Today’s outcome—and Roberts’ posturing—means we should expect the backlash to be strong. The Whole Woman’s Health decision arguably energized the conservative voting base that elected Trump later that year; it’s hard to imagine this won’t yield a similar effect in this year’s election. Inevitably, abortion foes will wonder what would happen when another anti-abortion law makes it to the Supreme Court—one that doesn’t question the judgment and tradition of the very institution on which the justices serve. And it doesn’t even have to be one that explicitly overturns Roe to do the work they want it to. Anti-abortion legislators at the state level aren’t really falling short in finding new and creative ways to limit abortion access. Tennessee, after all, made headlines recently for passing draconian anti-abortion legislation in the dead of night that is known colloquially as a “heartbeat ban.” But what’s so insidious about this law is that it has a “ladder” provision that adds two weeks of gestation time to the ban each time the law is struck down by the courts. So, for instance, if a court strikes down the law as it stands now, banning abortion after six weeks, it will then revert to being a law that bans abortion after eight weeks, then 10, 12, 15, 18, 20, 21, 22, 23, and 24 weeks of gestation.

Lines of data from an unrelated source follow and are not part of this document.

// SPDX-FileCopyrightText: 2024 Phoenix R&D GmbH <hello@phnx.im>
//
// SPDX-License-Identifier: AGPL-3.0-or-later

use ledgercommon::validation::ValidationError;
use thiserror::Error;

/// Error talking to the blob store.
#[derive(Debug, Error)]
pub enum StorageError {
    #[error(transparent)]
    Database(#[from] sqlx::Error),
    #[error(transparent)]
    Migrate(#[from] sqlx::migrate::MigrateError),
    #[error("Error (de)serializing stored value: {0}")]
    Serde(#[from] serde_json::Error),
}

#[derive(Debug, Error)]
pub enum ResourceError {
    #[error("{0} not found")]
    NotFound(&'static str),
    #[error(transparent)]
    Invalid(#[from] ValidationError),
    #[error(transparent)]
    Storage(#[from] StorageError),
}

#[derive(Debug, Error)]
pub enum AuthError {
    #[error(transparent)]
    Invalid(#[from] ValidationError),
    #[error("Username already exists")]
    UsernameTaken,
    #[error("Invalid credentials")]
    InvalidCredentials,
    #[error("Error hashing password: {0}")]
    PasswordHash(argon2::password_hash::Error),
    #[error(transparent)]
    Storage(#[from] StorageError),
}

impl From<argon2::password_hash::Error> for AuthError {
    fn from(error: argon2::password_hash::Error) -> Self {
        Self::PasswordHash(error)
    }
}
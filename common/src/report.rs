// SPDX-FileCopyrightText: 2025 Phoenix R&D GmbH <hello@phnx.im>
//
// SPDX-License-Identifier: AGPL-3.0-or-later

//! Monthly spending report computed from the transactions of one month.

use std::collections::HashMap;

use chrono::{Datelike, Month};
use serde::{Deserialize, Serialize};

use crate::{
    Amount,
    records::{Transaction, TransactionKind},
    validation::ValidationError,
};

/// Number of expense categories listed in a report.
pub const TOP_CATEGORIES: usize = 3;

#[derive(Debug, Clone, PartialEq, Eq, Serialize, Deserialize)]
#[serde(rename_all = "camelCase")]
pub struct CategoryTotal {
    pub category: String,
    pub total: Amount,
}

#[derive(Debug, Clone, PartialEq, Eq, Serialize, Deserialize)]
#[serde(rename_all = "camelCase")]
pub struct MonthlyReport {
    pub year: i32,
    pub month: u32,
    pub total_income: Amount,
    pub total_expenses: Amount,
    pub net: Amount,
    pub transaction_count: usize,
    pub top_categories: Vec<CategoryTotal>,
    pub report: String,
    pub actionable_insight: String,
}

impl MonthlyReport {
    /// Builds the report for `month` (1-12) of `year` out of all `transactions`.
    pub fn generate<'a>(
        transactions: impl IntoIterator<Item = &'a Transaction>,
        year: i32,
        month: u32,
    ) -> Result<Self, ValidationError> {
        let month_name = u8::try_from(month)
            .ok()
            .and_then(|m| Month::try_from(m).ok())
            .ok_or(ValidationError::InvalidMonth(month))?
            .name();

        let mut total_income = Amount::ZERO;
        let mut total_expenses = Amount::ZERO;
        let mut transaction_count = 0;
        let mut by_category: HashMap<&str, Amount> = HashMap::new();
        for transaction in transactions
            .into_iter()
            .filter(|t| t.date.year() == year && t.date.month() == month)
        {
            transaction_count += 1;
            match transaction.kind {
                TransactionKind::Income => total_income += transaction.amount,
                TransactionKind::Expense => {
                    total_expenses += transaction.amount;
                    *by_category.entry(transaction.category.as_str()).or_default() +=
                        transaction.amount;
                }
            }
        }

        let mut top_categories: Vec<CategoryTotal> = by_category
            .into_iter()
            .map(|(category, total)| CategoryTotal {
                category: category.to_owned(),
                total,
            })
            .collect();
        top_categories.sort_by(|a, b| b.total.cmp(&a.total).then_with(|| a.category.cmp(&b.category)));
        top_categories.truncate(TOP_CATEGORIES);

        let net = total_income - total_expenses;
        let report = describe(
            month_name,
            year,
            total_income,
            total_expenses,
            transaction_count,
            &top_categories,
        );
        let actionable_insight = insight(total_income, total_expenses, &top_categories);

        Ok(Self {
            year,
            month,
            total_income,
            total_expenses,
            net,
            transaction_count,
            top_categories,
            report,
            actionable_insight,
        })
    }
}

fn money(amount: Amount) -> Amount {
    amount.round_dp(2).normalize()
}

fn describe(
    month_name: &str,
    year: i32,
    income: Amount,
    expenses: Amount,
    count: usize,
    top: &[CategoryTotal],
) -> String {
    if count == 0 {
        return format!("No transactions were recorded in {month_name} {year}.");
    }
    let mut report = format!(
        "In {month_name} {year} you earned {} and spent {} across {count} transaction{}.",
        money(income),
        money(expenses),
        if count == 1 { "" } else { "s" },
    );
    if !top.is_empty() {
        let categories: Vec<String> = top
            .iter()
            .map(|c| format!("{} ({})", c.category, money(c.total)))
            .collect();
        report.push_str(" Top spending categories: ");
        report.push_str(&categories.join(", "));
        report.push('.');
    }
    report
}

fn insight(income: Amount, expenses: Amount, top: &[CategoryTotal]) -> String {
    let Some(largest) = top.first() else {
        return "No expenses were recorded this month. Keep tracking to see where your money goes."
            .to_owned();
    };
    if expenses > income {
        return format!(
            "You spent {} more than you earned. Cutting back on {} would help close the gap.",
            money(expenses - income),
            largest.category
        );
    }
    let share = (largest.total / expenses * Amount::ONE_HUNDRED).round();
    format!(
        "{} made up {share}% of your spending. Setting a monthly limit for it is the quickest way to save more.",
        largest.category
    )
}
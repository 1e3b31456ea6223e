// SPDX-FileCopyrightText: 2025 Phoenix R&D GmbH <hello@phnx.im>
//
// SPDX-License-Identifier: AGPL-3.0-or-later

use ledgercommon::records::ResourceKind;

use crate::{auth_service::AuthService, errors::AuthError};

impl AuthService {
    pub async fn user_stats(&self) -> Result<UserStats, AuthError> {
        let users = self.load_users().await?.len();
        let with_transactions = self
            .blobs
            .list_keys(ResourceKind::Transactions.store_name())
            .await?
            .len();
        let with_debts = self
            .blobs
            .list_keys(ResourceKind::Debts.store_name())
            .await?
            .len();
        Ok(UserStats {
            users,
            with_transactions,
            with_debts,
        })
    }
}

pub struct UserStats {
    pub users: usize,
    pub with_transactions: usize,
    pub with_debts: usize,
}
#[cfg(test)]
mod tests {
    use ledgercommon::{
        identifiers::Identifier,
        records::{DebtKind, NewPayment, Record, TransactionKind},
        sync::PaymentOperation,
    };
    use ledgerapiclient::StatusCode;
    use rust_decimal_macros::dec;

    use crate::{
        remote::test_utils::{Call, FakeRemote},
        utils::init_test_tracing,
    };

    use super::*;

    fn transaction(reason: &str) -> Transaction {
        Transaction {
            id: Identifier::random(),
            kind: TransactionKind::Expense,
            amount: dec!(25),
            date: Utc::now(),
            reason: reason.into(),
            category: "Food".into(),
            account_name: None,
        }
    }

    async fn setup() -> (SyncContext, Arc<FakeRemote>) {
        init_test_tracing();
        let store = LocalStore::in_memory().await.unwrap();
        let remote = Arc::new(FakeRemote::default());
        let context = SyncContext::new(store, remote.clone(), true);
        (context, remote)
    }

    async fn enqueue<R: Record>(
        context: &SyncContext,
        operation: SyncOperation<R>,
    ) {
        let mut connection = context.store.pool().acquire().await.unwrap();
        SyncQueue::enqueue(&mut connection, &operation).await.unwrap();
    }

    async fn cached_transactions(context: &SyncContext) -> Vec<Transaction> {
        records::load_all(context.store.pool()).await.unwrap()
    }

    #[tokio::test]
    async fn replays_in_order_and_refetches() {
        let (context, remote) = setup().await;
        let lunch = transaction("Lunch");
        let dinner = transaction("Dinner");
        let server_only = transaction("Groceries");
        remote.transactions.lock().push(server_only.clone());

        enqueue(&context, SyncOperation::Add(lunch.clone())).await;
        enqueue(&context, SyncOperation::Add(dinner.clone())).await;
        enqueue(&context, SyncOperation::<Transaction>::Delete { id: lunch.id }).await;
        enqueue(&context, SyncOperation::<Transaction>::Delete { id: server_only.id }).await;

        let report = context
            .process_sync_queue(&CancellationToken::new())
            .await
            .unwrap()
            .unwrap();

        assert_eq!(
            report,
            SyncReport {
                synced: 2,
                rejected: 0,
                remaining: 0,
                refreshed: true,
                error: None,
            }
        );
        assert!(report.is_complete());
        // The delete of the unsynced record cancelled its add.
        assert_eq!(
            remote.calls(),
            vec![
                Call::CreateTransaction(dinner.id),
                Call::DeleteTransaction(server_only.id)
            ]
        );
        assert_eq!(cached_transactions(&context).await, vec![dinner]);
    }

    #[tokio::test]
    async fn stops_at_first_failure() {
        let (context, remote) = setup().await;
        let records = [transaction("First"), transaction("Second"), transaction("Third")];
        for record in &records {
            enqueue(&context, SyncOperation::Add(record.clone())).await;
        }
        remote
            .failures
            .lock()
            .push_back(Some(StatusCode::SERVICE_UNAVAILABLE));

        let report = context
            .process_sync_queue(&CancellationToken::new())
            .await
            .unwrap()
            .unwrap();

        assert_eq!(report.synced, 0);
        assert_eq!(report.remaining, 3);
        assert!(report.refreshed);
        assert!(report.error.is_some());
        assert!(remote.calls().is_empty());
        // Queued records stay visible on top of the empty server state.
        assert_eq!(cached_transactions(&context).await.len(), 3);

        let report = context
            .process_sync_queue(&CancellationToken::new())
            .await
            .unwrap()
            .unwrap();
        assert_eq!(report.synced, 3);
        assert!(report.is_complete());
        assert_eq!(
            remote.calls(),
            records
                .iter()
                .map(|record| Call::CreateTransaction(record.id))
                .collect::<Vec<_>>()
        );
    }

    #[tokio::test]
    async fn failure_in_the_middle_keeps_the_rest() {
        let (context, remote) = setup().await;
        let first = transaction("First");
        let second = transaction("Second");
        let third = transaction("Third");
        for record in [&first, &second, &third] {
            enqueue(&context, SyncOperation::Add(record.clone())).await;
        }
        remote
            .failures
            .lock()
            .extend([None, Some(StatusCode::INTERNAL_SERVER_ERROR)]);

        let report = context
            .process_sync_queue(&CancellationToken::new())
            .await
            .unwrap()
            .unwrap();

        assert_eq!(report.synced, 1);
        assert_eq!(report.remaining, 2);
        assert_eq!(remote.calls(), vec![Call::CreateTransaction(first.id)]);
        let pending: Vec<_> = SyncQueue::load_all(context.store.pool())
            .await
            .unwrap()
            .into_iter()
            .map(|queued| queued.operation)
            .collect();
        assert_eq!(
            pending,
            vec![
                PendingOperation::Transaction(SyncOperation::Add(second)),
                PendingOperation::Transaction(SyncOperation::Add(third)),
            ]
        );
    }

    #[tokio::test]
    async fn delete_of_missing_record_counts_as_synced() {
        let (context, remote) = setup().await;
        let gone = transaction("Gone");
        enqueue(&context, SyncOperation::<Transaction>::Delete { id: gone.id }).await;

        let report = context
            .process_sync_queue(&CancellationToken::new())
            .await
            .unwrap()
            .unwrap();

        assert_eq!(report.synced, 1);
        assert!(report.is_complete());
        assert_eq!(remote.calls(), vec![Call::DeleteTransaction(gone.id)]);
    }

    #[tokio::test]
    async fn rejected_operation_is_dropped() {
        let (context, remote) = setup().await;
        let first = transaction("First");
        let second = transaction("Second");
        enqueue(&context, SyncOperation::Add(first)).await;
        enqueue(&context, SyncOperation::Add(second.clone())).await;
        remote
            .failures
            .lock()
            .push_back(Some(StatusCode::BAD_REQUEST));

        let report = context
            .process_sync_queue(&CancellationToken::new())
            .await
            .unwrap()
            .unwrap();
        assert_eq!(report.rejected, 1);
        assert_eq!(report.remaining, 1);
        // The rejected record disappears, the other one is still pending.
        assert_eq!(cached_transactions(&context).await, vec![second]);
    }

    #[tokio::test]
    async fn skipped_when_offline_or_empty() {
        let (context, remote) = setup().await;
        let token = CancellationToken::new();
        assert_eq!(context.process_sync_queue(&token).await.unwrap(), None);

        enqueue(&context, SyncOperation::Add(transaction("Lunch"))).await;
        context.set_online(false);
        assert_eq!(context.process_sync_queue(&token).await.unwrap(), None);
        assert!(remote.calls().is_empty());

        let status = context.status().await.unwrap();
        assert!(!status.online);
        assert_eq!(status.pending, 1);
    }

    #[tokio::test]
    async fn refresh_failure_keeps_local_data() {
        let (context, remote) = setup().await;
        let lunch = transaction("Lunch");
        records::upsert(context.store.pool(), &lunch).await.unwrap();
        enqueue(&context, SyncOperation::<Transaction>::Update(lunch.clone())).await;
        remote.unreachable.store(true, Ordering::SeqCst);

        let report = context
            .process_sync_queue(&CancellationToken::new())
            .await
            .unwrap()
            .unwrap();

        assert!(!report.refreshed);
        assert_eq!(report.remaining, 1);
        assert_eq!(cached_transactions(&context).await, vec![lunch]);
        let status = context.status().await.unwrap();
        assert!(status.last_error.is_some());
        assert_eq!(status.last_synced_at, None);
    }

    #[tokio::test]
    async fn pending_payments_are_applied_on_refetch() {
        let (context, remote) = setup().await;
        let debt = Debt::new(DebtKind::Debtor, dec!(100), "Judy", "Laptop repair");
        remote.debts.lock().push(debt.clone());
        context.set_online(false);
        let mut connection = context.store.pool().acquire().await.unwrap();
        SyncQueue::enqueue_payment(
            &mut *connection,
            &PaymentOperation {
                debt_id: debt.id,
                payment: NewPayment::new(dec!(30)),
            },
        )
        .await
        .unwrap();
        drop(connection);

        context.refresh().await.unwrap();

        let debts: Vec<Debt> = records::load_all(context.store.pool()).await.unwrap();
        assert_eq!(debts[0].paid_amount, dec!(30));
        assert!(remote.debts.lock()[0].payments.is_empty());

        context.set_online(true);
        let report = context
            .process_sync_queue(&CancellationToken::new())
            .await
            .unwrap()
            .unwrap();
        assert!(report.is_complete());
        assert_eq!(remote.debts.lock()[0].paid_amount, dec!(30));
        let debts: Vec<Debt> = records::load_all(context.store.pool()).await.unwrap();
        assert_eq!(debts[0].payments.len(), 1);
    }

    #[tokio::test]
    async fn cancelled_between_operations() {
        let (context, remote) = setup().await;
        let records = [transaction("First"), transaction("Second"), transaction("Third")];
        for record in &records {
            enqueue(&context, SyncOperation::Add(record.clone())).await;
        }
        let run_token = CancellationToken::new();
        *remote.cancel_on_call.lock() = Some(run_token.clone());

        let report = context
            .process_sync_queue(&run_token)
            .await
            .unwrap()
            .unwrap();

        // The call in progress finishes, the rest waits for the next run.
        assert_eq!(report.synced, 1);
        assert_eq!(report.remaining, 2);
        assert_eq!(report.error, None);
        assert_eq!(remote.calls(), vec![Call::CreateTransaction(records[0].id)]);
        let pending: Vec<_> = SyncQueue::load_all(context.store.pool())
            .await
            .unwrap()
            .into_iter()
            .map(|queued| queued.operation)
            .collect();
        assert_eq!(
            pending,
            vec![
                PendingOperation::Transaction(SyncOperation::Add(records[1].clone())),
                PendingOperation::Transaction(SyncOperation::Add(records[2].clone())),
            ]
        );
    }

    #[tokio::test]
    async fn skipped_while_another_sync_runs() {
        let (context, remote) = setup().await;
        enqueue(&context, SyncOperation::Add(transaction("Lunch"))).await;

        let paused = context.pause().await;
        assert!(context.status().await.unwrap().syncing);
        assert_eq!(
            context
                .process_sync_queue(&CancellationToken::new())
                .await
                .unwrap(),
            None
        );
        assert!(remote.calls().is_empty());

        drop(paused);
        let report = context
            .process_sync_queue(&CancellationToken::new())
            .await
            .unwrap()
            .unwrap();
        assert!(report.is_complete());
    }

    #[tokio::test]
    async fn delete_during_replay_of_add_reaches_the_server() {
        let (context, remote) = setup().await;
        let debt = Debt::new(DebtKind::Debt, dec!(45), "Lena", "Train tickets");
        enqueue(&context, SyncOperation::Add(debt.clone())).await;
        remote.hold_next.store(true, Ordering::SeqCst);

        let sync = tokio::spawn({
            let context = context.clone();
            async move {
                context
                    .process_sync_queue(&CancellationToken::new())
                    .await
            }
        });
        remote.entered.notified().await;
        enqueue(&context, SyncOperation::<Debt>::Delete { id: debt.id }).await;
        remote.release.notify_one();

        let report = sync.await.unwrap().unwrap().unwrap();
        assert!(report.is_complete());
        assert_eq!(report.synced, 2);
        assert_eq!(
            remote.calls(),
            vec![Call::CreateDebt(debt.id), Call::DeleteDebt(debt.id)]
        );
        assert!(remote.debts.lock().is_empty());
        let cached: Vec<Debt> = records::load_all(context.store.pool()).await.unwrap();
        assert!(cached.is_empty());
    }
}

“This [legislative attack] is what the opposition is doing,” says Oriaku Njoku, co-founder and executive director of Access Reproductive Care-Southeast. “Of course, they’re waiting for a case to come through to the Supreme Court—it’s one of those like, ‘throw the spaghetti on the wall and see what sticks’ situations. And in the meantime, they’re causing an immense amount of harm and perpetuating ideas and narratives of shame and stigma and fear when it comes to abortion in this country.”
“We still have work to do, because we should not be here in another two to four years,” she concludes.
Case in point: ARC-Southeast is based in Georgia, where a federal judge recently heard oral arguments on HB 481, the state’s six-week ban that passed in 2019 but has been suspended in the courts ever since. The judge said just two weeks ago that he would wait to rule on this case until after the Supreme Court issued its opinion in June Medical. Given that the June Medical decision cites the Casey court and the standard of “undue burden,” it’s pretty unlikely that the Georgia ban will survive the federal court challenge. That too should be a relief for women. But it still drives home the fact that the very content and detail of these judicial decisions matters immensely.
Either way, I think it’s fair to say we can expect more bans, constitutionality be damned.